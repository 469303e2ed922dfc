//! `remove` / `add` operations on a request body.
//!
//! Paths are dot separated. Inside lists a segment must be a numeric
//! index.

use serde_json::{Map, Value};

/// Remove the value addressed by `path`. Returns the removed value; a
/// missing path leaves `target` untouched.
pub fn remove_path(target: &mut Value, path: &str) -> Option<Value> {
    let (parent_path, last) = match path.rsplit_once('.') {
        Some((parent, last)) => (Some(parent), last),
        None => (None, path),
    };

    let parent = match parent_path {
        Some(parent_path) => get_mut(target, parent_path)?,
        None => target,
    };

    match parent {
        Value::Object(map) => map.shift_remove(last),
        Value::Array(items) => {
            let index = last.parse::<usize>().ok()?;
            (index < items.len()).then(|| items.remove(index))
        }
        _ => None,
    }
}

/// Insert `value` at `path`, creating intermediate maps. A numeric
/// segment equal to a list's length appends.
pub fn add_path(target: &mut Value, path: &str, value: Value) {
    let mut current = target;
    let mut segments = path.split('.').peekable();

    while let Some(segment) = segments.next() {
        let last = segments.peek().is_none();

        if !current.is_object() && !current.is_array() {
            *current = Value::Object(Map::new());
        }

        current = match current {
            Value::Array(items) => {
                let Ok(index) = segment.parse::<usize>() else {
                    return;
                };
                if index > items.len() {
                    return;
                }
                if index == items.len() {
                    items.push(Value::Null);
                }
                &mut items[index]
            }
            Value::Object(map) => {
                map.entry(segment.to_string()).or_insert(Value::Null)
            }
            _ => return,
        };

        if last {
            *current = value;
            return;
        }
    }
}

fn get_mut<'a>(target: &'a mut Value, path: &str) -> Option<&'a mut Value> {
    let mut current = target;
    for segment in path.split('.') {
        current = match current {
            Value::Object(map) => map.get_mut(segment)?,
            Value::Array(items) => {
                items.get_mut(segment.parse::<usize>().ok()?)?
            }
            _ => return None,
        };
    }
    Some(current)
}

#[cfg(test)]
mod tests {
    use super::*;
    use serde_json::json;

    #[test]
    fn test_remove_nested_key() {
        let mut body = json!({"user": {"name": "a", "password": "p"}});
        assert_eq!(remove_path(&mut body, "user.password"), Some(json!("p")));
        assert_eq!(body, json!({"user": {"name": "a"}}));
    }

    #[test]
    fn test_remove_list_element() {
        let mut body = json!({"items": [1, 2, 3]});
        assert_eq!(remove_path(&mut body, "items.1"), Some(json!(2)));
        assert_eq!(body, json!({"items": [1, 3]}));
    }

    #[test]
    fn test_remove_missing_is_noop() {
        let mut body = json!({"a": 1});
        assert_eq!(remove_path(&mut body, "b.c"), None);
        assert_eq!(remove_path(&mut body, "a.c"), None);
        assert_eq!(body, json!({"a": 1}));
    }

    #[test]
    fn test_add_creates_intermediate_maps() {
        let mut body = json!({"user": {"name": "a"}});
        add_path(&mut body, "user.address.city", json!("Oslo"));
        assert_eq!(
            body,
            json!({"user": {"name": "a", "address": {"city": "Oslo"}}})
        );
    }

    #[test]
    fn test_add_overwrites_and_appends() {
        let mut body = json!({"tags": ["a"], "n": 1});
        add_path(&mut body, "n", json!(2));
        add_path(&mut body, "tags.1", json!("b"));
        assert_eq!(body, json!({"tags": ["a", "b"], "n": 2}));
    }

    #[test]
    fn test_add_into_null_body() {
        let mut body = Value::Null;
        add_path(&mut body, "a", json!(true));
        assert_eq!(body, json!({"a": true}));
    }
}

→ **What you have to do**: Your answer must be a single number: how many lines in this listing hold the string "name"? Please add nothing else.

→ **Solution to this exercise**: 4